El silencio, del latín «silentium», es definido como la abstención de hablar, la falta de ruido o la ausencia de sonidos, pero con la indiferencia de las distinciones que caben entre una y otra acepción, cabe preguntarnos qué valor le estamos otorgando en nuestras vidas. En un mundo altamente mediatizado y de permanentes canales de comunicación abiertos: ¿tenemos que responder a todo?, ¿tenemos que pronunciarnos sobre cada frase?, ¿es necesario prender el televisor para «no sentirnos solos»? Es posible que mucho del sonido con el que acompañamos nuestras jornadas sea solo intentos por cubrir o evadir y no realmente de escuchar(nos).
El silencio en la música permite la existencia del ritmo, posibilita que el sonido no sea una cadena incesante de saturación de ondas. En el cine y la televisión, el denominado «silencio subjetivo» posibilita la acentuación de la acción dramática. En la comunicación humana, genera las condiciones para la reflexión y la comprensión del otro. Y, sin embargo, ¿qué pasa con el silencio cuando estamos a solas?

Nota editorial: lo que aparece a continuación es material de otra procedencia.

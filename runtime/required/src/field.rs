use std::any::Any;
use std::fmt;

use serde::de::{DeserializeOwned, Deserializer};
use serde::{Deserialize, Serialize, Serializer};

use crate::capability::{RequiredField, Settable, TypeDescriptor};

#[derive(Debug, Clone, Default, PartialEq, Eq, Hash)]
/// A field that must be explicitly present in the incoming document.
///
/// `Required<T>` wraps a value of type `T` and keeps track of whether it was
/// populated while deserializing.
/// A field that was omitted from the document stays in its default, unpopulated state,
/// even though its type has a perfectly valid default value.
/// That's the difference between "present, but zero" and "absent".
///
/// Call [`validate`](crate::validate) after deserializing to get a report of all the
/// required fields that were left unpopulated.
///
/// # Example
///
/// ```rust
/// use required::{Required, Validate};
///
/// #[derive(serde::Deserialize, Validate)]
/// pub struct Person {
///     #[serde(default)]
///     name: Required<String>,
///     #[serde(default)]
///     age: Required<u32>,
/// }
///
/// let person: Person = serde_json::from_str(r#"{"name": "Saoirse", "age": 0}"#).unwrap();
/// assert!(person.age.is_populated());
/// assert_eq!(person.age.value(), &0);
/// assert!(required::validate(&person).is_ok());
///
/// let person: Person = serde_json::from_str(r#"{"name": "Saoirse"}"#).unwrap();
/// let err = required::validate(&person).unwrap_err();
/// assert_eq!(err.to_string(), "field 'age' in 'Person' is required");
/// ```
///
/// # Absent and `null` values
///
/// Annotate every `Required` field with `#[serde(default)]`: serde then leaves
/// the field in its default, unpopulated state when the key is absent.
/// A key that is present is decoded with `T`'s own rules, and that includes `null`:
/// a `Required<Option<T>>` holding `null` is populated with `None`, while
/// `null` for a `Required<i64>` is a deserialization error.
///
/// ```rust
/// use required::{Required, Validate};
///
/// #[derive(serde::Deserialize, Validate)]
/// pub struct Profile {
///     #[serde(default)]
///     nickname: Required<Option<String>>,
/// }
///
/// let profile: Profile = serde_json::from_str(r#"{"nickname": null}"#).unwrap();
/// assert_eq!(profile.nickname.get(), Some(&None));
///
/// let profile: Profile = serde_json::from_str("{}").unwrap();
/// assert!(profile.nickname.is_absent());
/// ```
pub struct Required<T> {
    value: T,
    populated: bool,
}

impl<T> Required<T> {
    /// A populated field holding `value`.
    pub fn new(value: T) -> Self {
        Self {
            value,
            populated: true,
        }
    }

    /// Returns `true` if a value has been assigned to the field.
    pub fn is_populated(&self) -> bool {
        self.populated
    }

    /// Returns `true` if the field has never been populated.
    pub fn is_absent(&self) -> bool {
        !self.populated
    }

    /// The wrapped value, whether or not the field has been populated.
    ///
    /// An unpopulated field holds the default value for `T`.
    pub fn value(&self) -> &T {
        &self.value
    }

    /// The wrapped value, if the field has been populated.
    pub fn get(&self) -> Option<&T> {
        self.populated.then_some(&self.value)
    }

    /// Consume the field, returning the wrapped value if it has been populated.
    pub fn into_inner(self) -> Option<T> {
        self.populated.then_some(self.value)
    }

    /// Assign `value` to the field and mark it as populated.
    pub fn set(&mut self, value: T) {
        self.value = value;
        self.populated = true;
    }

    /// A raw pointer to the wrapped value.
    ///
    /// Obtaining the pointer doesn't change the populated flag.
    pub fn as_ptr(&self) -> *const T {
        &self.value
    }

    /// A raw mutable pointer to the wrapped value.
    ///
    /// Writing through the pointer doesn't change the populated flag.
    pub fn as_mut_ptr(&mut self) -> *mut T {
        &mut self.value
    }

    /// Deserialize `bytes`, a complete JSON document, into the wrapped value.
    ///
    /// On success, the field is marked as populated, even if the decoded value is
    /// `T`'s default or an explicit `null`.
    /// On failure, the deserialization error is returned as is and the field is left
    /// untouched.
    pub fn decode_json(&mut self, bytes: &[u8]) -> Result<(), serde_json::Error>
    where
        T: DeserializeOwned,
    {
        self.value = serde_json::from_slice(bytes)?;
        self.populated = true;
        Ok(())
    }
}

impl<T> From<T> for Required<T> {
    fn from(value: T) -> Self {
        Self::new(value)
    }
}

impl<T: fmt::Display> fmt::Display for Required<T> {
    fn fmt(&self, f: &mut fmt::Formatter<'_>) -> fmt::Result {
        if self.populated {
            self.value.fmt(f)
        } else {
            f.write_str("N/A")
        }
    }
}

impl<T: Any> RequiredField for Required<T> {
    fn is_populated(&self) -> bool {
        self.populated
    }

    fn value(&self) -> &dyn Any {
        &self.value
    }

    fn value_mut(&mut self) -> &mut dyn Any {
        &mut self.value
    }

    fn storage_ptr(&self) -> *const () {
        self.as_ptr().cast()
    }

    fn declared_type(&self) -> TypeDescriptor {
        TypeDescriptor::of::<T>()
    }

    fn set_populated(&mut self, _populated: bool) {
        self.populated = true;
    }

    fn settable(&mut self) -> Settable<'_> {
        Settable::new(&mut self.value)
    }
}

impl<'de, T> Deserialize<'de> for Required<T>
where
    T: Deserialize<'de>,
{
    /// Decode a value that is present in the document.
    ///
    /// Absent keys never reach this method: mark the field with `#[serde(default)]`
    /// so that they leave it unpopulated.
    fn deserialize<D>(deserializer: D) -> Result<Self, D::Error>
    where
        D: Deserializer<'de>,
    {
        T::deserialize(deserializer).map(Required::new)
    }
}

impl<T: Serialize> Serialize for Required<T> {
    fn serialize<S>(&self, serializer: S) -> Result<S::Ok, S::Error>
    where
        S: Serializer,
    {
        if self.populated {
            serializer.serialize_some(&self.value)
        } else {
            serializer.serialize_none()
        }
    }
}

#[cfg(test)]
mod tests {
    use super::Required;
    use crate::RequiredField;

    #[derive(serde::Deserialize, serde::Serialize, Debug)]
    struct Person {
        #[serde(default)]
        name: Required<String>,
        #[serde(default)]
        age: Required<i64>,
    }

    #[derive(serde::Deserialize, Debug)]
    struct Profile {
        #[serde(default)]
        nickname: Required<Option<String>>,
        #[serde(default)]
        tags: Required<()>,
    }

    #[test]
    fn absent_keys_leave_the_field_unpopulated() {
        let person: Person = serde_json::from_str(r#"{"name":"Saoirse"}"#).unwrap();
        assert!(person.name.is_populated());
        assert_eq!(person.name.value(), "Saoirse");
        assert!(person.age.is_absent());
        assert_eq!(person.age.get(), None);
    }

    #[test]
    fn zero_values_count_as_present() {
        let person: Person = serde_json::from_str(r#"{"name":"","age":0}"#).unwrap();
        assert!(person.name.is_populated());
        assert!(person.age.is_populated());
        assert_eq!(person.age.get(), Some(&0));
    }

    #[test]
    fn null_populates_fields_that_accept_it() {
        let profile: Profile = serde_json::from_str(r#"{"nickname":null,"tags":null}"#).unwrap();
        assert!(profile.nickname.is_populated());
        assert_eq!(profile.nickname.get(), Some(&None));
        assert!(profile.tags.is_populated());

        let profile: Profile = serde_json::from_str("{}").unwrap();
        assert!(profile.nickname.is_absent());
        assert!(profile.tags.is_absent());
    }

    #[test]
    fn null_is_rejected_by_fields_that_do_not_accept_it() {
        let outcome = serde_json::from_str::<Person>(r#"{"name":null,"age":3}"#);
        assert!(outcome.unwrap_err().is_data());
    }

    #[test]
    fn type_mismatches_are_deserialization_errors() {
        let outcome = serde_json::from_str::<Person>(r#"{"name":"Saoirse","age":"old"}"#);
        assert!(outcome.is_err());
    }

    #[test]
    fn unpopulated_fields_serialize_as_null() {
        let person = Person {
            name: Required::new("Saoirse".into()),
            age: Required::default(),
        };
        let json = serde_json::to_string(&person).unwrap();
        assert_eq!(json, r#"{"name":"Saoirse","age":null}"#);
    }

    #[test]
    fn decode_json_marks_the_field_as_populated() {
        let mut field = Required::<i64>::default();
        field.decode_json(b"0").unwrap();
        assert!(field.is_populated());
        assert_eq!(field.value(), &0);

        let mut field = Required::<Option<String>>::default();
        field.decode_json(b"null").unwrap();
        assert!(field.is_populated());
        assert_eq!(field.into_inner(), Some(None));
    }

    #[test]
    fn decode_json_failures_leave_the_field_untouched() {
        let mut field = Required::<i64>::default();
        assert!(field.decode_json(br#""not a number""#).is_err());
        assert!(field.is_absent());

        let mut field = Required::new(7i64);
        assert!(field.decode_json(b"{").is_err());
        assert!(field.is_populated());
        assert_eq!(field.value(), &7);
    }

    #[test]
    fn display_uses_a_sentinel_for_absent_values() {
        assert_eq!(Required::new(25).to_string(), "25");
        assert_eq!(Required::<u8>::default().to_string(), "N/A");
    }

    #[test]
    fn set_populated_always_marks_the_field_as_populated() {
        let mut field = Required::<String>::default();
        field.set_populated(false);
        assert!(field.is_populated());

        let mut field = Required::new(String::from("x"));
        field.set_populated(false);
        assert!(field.is_populated());
    }

    #[test]
    fn pointers_alias_the_wrapped_value() {
        let person: Person = serde_json::from_str(r#"{"name":"Saoirse"}"#).unwrap();
        let field: &dyn RequiredField = &person.name;

        let typed = field.value().downcast_ref::<String>().unwrap() as *const String;
        assert_eq!(typed, person.name.as_ptr());
        assert_eq!(field.storage_ptr(), person.name.as_ptr().cast::<()>());
        assert!(field.declared_type().is::<String>());
    }

    #[test]
    fn settable_assigns_without_marking_the_field() {
        let mut field = Required::<u32>::default();
        field.settable().set(9u32).unwrap();
        assert_eq!(field.value(), &9);
        assert!(field.is_absent());

        let erased: &mut dyn RequiredField = &mut field;
        *erased.value_mut().downcast_mut::<u32>().unwrap() = 10;
        erased.set_populated(true);
        assert_eq!(field.get(), Some(&10));
    }
}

La ausencia intencional de sonidos nos puede dar la pausa necesaria para una introspección atenta, para iniciar un diálogo interior más sincero, puede proveer del espacio para la tan necesaria divagación, o simplemente permitirnos escuchar el dónde estamos, estar. Es momento de reivindicar el silencio por el sonido y para el sonido, o como diría Jorge Drexler «no hay que desperdiciar una buena ocasión de quedarse callado», porque tan dueños de nuestros silencios somos, como esclavos de nuestras palabras.